(Stored data)
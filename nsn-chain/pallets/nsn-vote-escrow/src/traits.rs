// Copyright 2024 Neural Sovereign Network
// This file is part of NSN Chain.

//! Interfaces other pallets use to read and fund vote-escrow locks.

use crate::types::Point;
use sp_runtime::{DispatchError, DispatchResult};

/// Read access to voting power.
///
/// Governance, bridging and weighting pallets depend on this trait instead of
/// on the escrow pallet itself, so a runtime can hand them the read-only
/// [`VoteEscrowView`](crate::VoteEscrowView).
pub trait VotingEscrow<AccountId, BlockNumber> {
    /// Current voting power of `who`.
    fn votes(who: &AccountId) -> u128;

    /// Voting power of `who` as of `block`.
    ///
    /// Fails for blocks after the current one.
    fn past_votes(who: &AccountId, block: BlockNumber) -> Result<u128, DispatchError>;

    /// Aggregate voting power as of `block`.
    fn past_total_supply(block: BlockNumber) -> Result<u128, DispatchError>;

    /// Aggregate voting power at timestamp `ts`, which may lie in the future.
    fn total_supply_locked_at(ts: u64) -> u128;

    /// Most recent checkpoint of `who`, or the empty point.
    fn last_user_point(who: &AccountId) -> Point;

    /// Unlock time of the lock held by `who` (0 without a lock).
    fn locked_end(who: &AccountId) -> u64;

    /// Longest lock duration in seconds.
    fn max_lock_duration() -> u64;
}

/// Write access for funding locks on behalf of another account.
pub trait LockManager<AccountId, Balance> {
    /// `payer` funds a new lock owned by `beneficiary`.
    fn create_lock_for(
        payer: &AccountId,
        beneficiary: &AccountId,
        amount: Balance,
        duration: u64,
    ) -> DispatchResult;

    /// `payer` adds `amount` to the active lock of `beneficiary`.
    fn deposit_for(payer: &AccountId, beneficiary: &AccountId, amount: Balance) -> DispatchResult;
}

[Your task] Lines from the top of the entries through the line with "use crate::types::Point;" are to be transcribed exactly, and nothing more.

[Solution to this problem]
filename nsn-chain/pallets/nsn-vote-escrow/src/traits.rs
// Copyright 2024 Neural Sovereign Network
// This file is part of NSN Chain.

//! Interfaces other pallets use to read and fund vote-escrow locks.

use crate::types::Point;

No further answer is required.